What this task involves: Copy out each line of the entries below in which the string "IndicatorColumns" appears.

Raw data:
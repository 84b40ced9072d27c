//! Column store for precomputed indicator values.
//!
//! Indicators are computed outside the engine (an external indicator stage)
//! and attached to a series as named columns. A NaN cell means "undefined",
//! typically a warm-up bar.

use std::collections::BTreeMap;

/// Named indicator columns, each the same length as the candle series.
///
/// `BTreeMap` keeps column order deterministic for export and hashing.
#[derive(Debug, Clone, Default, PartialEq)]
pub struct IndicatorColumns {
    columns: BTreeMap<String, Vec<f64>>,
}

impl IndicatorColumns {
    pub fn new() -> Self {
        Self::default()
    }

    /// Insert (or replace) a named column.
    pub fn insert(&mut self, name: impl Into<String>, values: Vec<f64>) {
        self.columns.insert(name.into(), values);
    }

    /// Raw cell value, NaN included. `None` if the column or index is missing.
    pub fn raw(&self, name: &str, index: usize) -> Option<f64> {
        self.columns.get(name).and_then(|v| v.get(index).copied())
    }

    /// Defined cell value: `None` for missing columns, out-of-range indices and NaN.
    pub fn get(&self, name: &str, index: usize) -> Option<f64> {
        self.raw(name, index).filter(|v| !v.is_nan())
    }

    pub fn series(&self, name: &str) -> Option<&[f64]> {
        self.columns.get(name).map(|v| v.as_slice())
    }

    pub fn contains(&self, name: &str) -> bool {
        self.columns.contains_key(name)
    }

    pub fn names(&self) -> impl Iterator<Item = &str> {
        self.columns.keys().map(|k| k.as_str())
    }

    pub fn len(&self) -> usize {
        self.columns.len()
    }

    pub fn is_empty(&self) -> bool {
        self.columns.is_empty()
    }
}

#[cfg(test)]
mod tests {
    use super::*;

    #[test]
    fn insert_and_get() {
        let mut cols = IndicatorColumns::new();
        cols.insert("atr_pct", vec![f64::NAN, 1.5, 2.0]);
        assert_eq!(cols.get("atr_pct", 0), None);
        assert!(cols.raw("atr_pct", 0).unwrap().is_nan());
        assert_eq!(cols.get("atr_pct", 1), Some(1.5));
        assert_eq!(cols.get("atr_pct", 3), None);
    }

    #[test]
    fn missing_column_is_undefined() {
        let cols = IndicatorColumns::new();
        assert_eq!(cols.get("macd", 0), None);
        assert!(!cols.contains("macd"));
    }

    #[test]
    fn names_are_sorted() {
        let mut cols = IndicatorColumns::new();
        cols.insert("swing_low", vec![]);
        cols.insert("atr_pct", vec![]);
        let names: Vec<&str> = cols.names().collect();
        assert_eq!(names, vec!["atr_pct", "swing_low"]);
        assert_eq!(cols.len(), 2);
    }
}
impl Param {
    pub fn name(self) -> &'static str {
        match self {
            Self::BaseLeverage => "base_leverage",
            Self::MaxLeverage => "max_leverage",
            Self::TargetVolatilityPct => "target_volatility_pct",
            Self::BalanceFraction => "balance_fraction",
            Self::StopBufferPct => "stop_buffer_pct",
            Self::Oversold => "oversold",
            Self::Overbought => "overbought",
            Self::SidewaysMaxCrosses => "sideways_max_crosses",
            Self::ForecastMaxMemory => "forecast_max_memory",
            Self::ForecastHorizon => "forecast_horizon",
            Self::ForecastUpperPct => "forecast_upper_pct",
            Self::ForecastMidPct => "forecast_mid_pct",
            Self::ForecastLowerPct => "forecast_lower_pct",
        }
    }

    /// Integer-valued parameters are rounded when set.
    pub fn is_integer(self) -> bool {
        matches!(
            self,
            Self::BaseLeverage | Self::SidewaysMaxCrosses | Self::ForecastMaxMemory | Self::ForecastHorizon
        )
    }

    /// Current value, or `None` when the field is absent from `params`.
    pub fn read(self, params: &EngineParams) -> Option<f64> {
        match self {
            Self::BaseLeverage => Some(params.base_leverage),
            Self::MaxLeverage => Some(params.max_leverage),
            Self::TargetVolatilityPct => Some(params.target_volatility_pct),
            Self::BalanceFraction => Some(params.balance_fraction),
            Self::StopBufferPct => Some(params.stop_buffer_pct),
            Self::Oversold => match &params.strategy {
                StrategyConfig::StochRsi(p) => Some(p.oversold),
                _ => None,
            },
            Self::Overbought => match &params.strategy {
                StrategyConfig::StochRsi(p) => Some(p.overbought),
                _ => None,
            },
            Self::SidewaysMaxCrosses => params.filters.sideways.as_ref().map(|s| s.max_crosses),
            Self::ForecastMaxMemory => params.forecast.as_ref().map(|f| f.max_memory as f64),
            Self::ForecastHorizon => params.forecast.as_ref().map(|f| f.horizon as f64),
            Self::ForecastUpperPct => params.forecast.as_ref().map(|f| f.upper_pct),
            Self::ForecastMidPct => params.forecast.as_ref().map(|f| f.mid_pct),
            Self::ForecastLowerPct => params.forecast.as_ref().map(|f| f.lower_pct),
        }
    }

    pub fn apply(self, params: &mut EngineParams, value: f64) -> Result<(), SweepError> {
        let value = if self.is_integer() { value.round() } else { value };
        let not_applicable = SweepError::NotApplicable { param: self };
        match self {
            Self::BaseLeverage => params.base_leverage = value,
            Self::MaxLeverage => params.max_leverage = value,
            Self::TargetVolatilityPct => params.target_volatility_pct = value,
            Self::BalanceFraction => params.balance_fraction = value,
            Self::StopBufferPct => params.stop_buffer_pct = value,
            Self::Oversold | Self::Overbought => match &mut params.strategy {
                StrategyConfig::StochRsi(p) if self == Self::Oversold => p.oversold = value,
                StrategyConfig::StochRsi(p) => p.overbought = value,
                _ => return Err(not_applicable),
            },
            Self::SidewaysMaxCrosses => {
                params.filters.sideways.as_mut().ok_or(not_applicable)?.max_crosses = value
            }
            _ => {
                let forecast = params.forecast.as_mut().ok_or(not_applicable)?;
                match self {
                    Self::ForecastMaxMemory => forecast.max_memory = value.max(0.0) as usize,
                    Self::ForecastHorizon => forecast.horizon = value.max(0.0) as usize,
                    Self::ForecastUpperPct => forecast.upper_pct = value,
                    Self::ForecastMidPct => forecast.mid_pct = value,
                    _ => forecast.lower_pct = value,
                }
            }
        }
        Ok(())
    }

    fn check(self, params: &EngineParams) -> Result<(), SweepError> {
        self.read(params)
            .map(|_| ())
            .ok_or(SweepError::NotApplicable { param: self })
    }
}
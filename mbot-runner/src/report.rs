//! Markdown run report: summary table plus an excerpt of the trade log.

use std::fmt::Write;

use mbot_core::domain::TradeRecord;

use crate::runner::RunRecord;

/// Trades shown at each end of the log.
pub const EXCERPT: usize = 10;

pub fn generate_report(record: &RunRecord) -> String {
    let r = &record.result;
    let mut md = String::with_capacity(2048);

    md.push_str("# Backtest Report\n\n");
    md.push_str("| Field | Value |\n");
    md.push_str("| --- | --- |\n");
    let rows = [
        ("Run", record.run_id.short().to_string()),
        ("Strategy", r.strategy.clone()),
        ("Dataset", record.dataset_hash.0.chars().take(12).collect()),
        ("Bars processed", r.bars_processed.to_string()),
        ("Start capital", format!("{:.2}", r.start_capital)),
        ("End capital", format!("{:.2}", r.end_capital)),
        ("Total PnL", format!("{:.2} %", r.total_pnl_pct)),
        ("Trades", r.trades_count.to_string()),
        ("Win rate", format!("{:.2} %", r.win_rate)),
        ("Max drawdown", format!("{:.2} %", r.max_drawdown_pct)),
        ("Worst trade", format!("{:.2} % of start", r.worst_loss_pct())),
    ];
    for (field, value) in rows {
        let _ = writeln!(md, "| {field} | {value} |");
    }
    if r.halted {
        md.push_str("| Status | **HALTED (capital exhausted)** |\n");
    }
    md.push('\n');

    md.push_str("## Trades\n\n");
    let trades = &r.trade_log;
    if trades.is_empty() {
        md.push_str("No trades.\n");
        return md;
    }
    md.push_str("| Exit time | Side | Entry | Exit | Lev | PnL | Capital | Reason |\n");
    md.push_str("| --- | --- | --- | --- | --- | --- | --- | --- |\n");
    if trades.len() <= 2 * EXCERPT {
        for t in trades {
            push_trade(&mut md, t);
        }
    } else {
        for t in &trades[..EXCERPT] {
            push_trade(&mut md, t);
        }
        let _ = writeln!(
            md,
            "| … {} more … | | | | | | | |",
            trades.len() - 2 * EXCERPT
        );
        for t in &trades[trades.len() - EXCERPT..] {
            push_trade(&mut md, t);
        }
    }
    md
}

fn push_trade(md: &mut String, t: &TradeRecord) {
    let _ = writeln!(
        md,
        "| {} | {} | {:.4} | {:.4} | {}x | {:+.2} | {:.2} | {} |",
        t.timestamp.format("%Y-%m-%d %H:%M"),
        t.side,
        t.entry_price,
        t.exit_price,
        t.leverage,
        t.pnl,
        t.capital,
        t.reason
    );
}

Exercise response:
pub struct IndicatorColumns {
impl IndicatorColumns {
        let mut cols = IndicatorColumns::new();
        let cols = IndicatorColumns::new();
        let mut cols = IndicatorColumns::new();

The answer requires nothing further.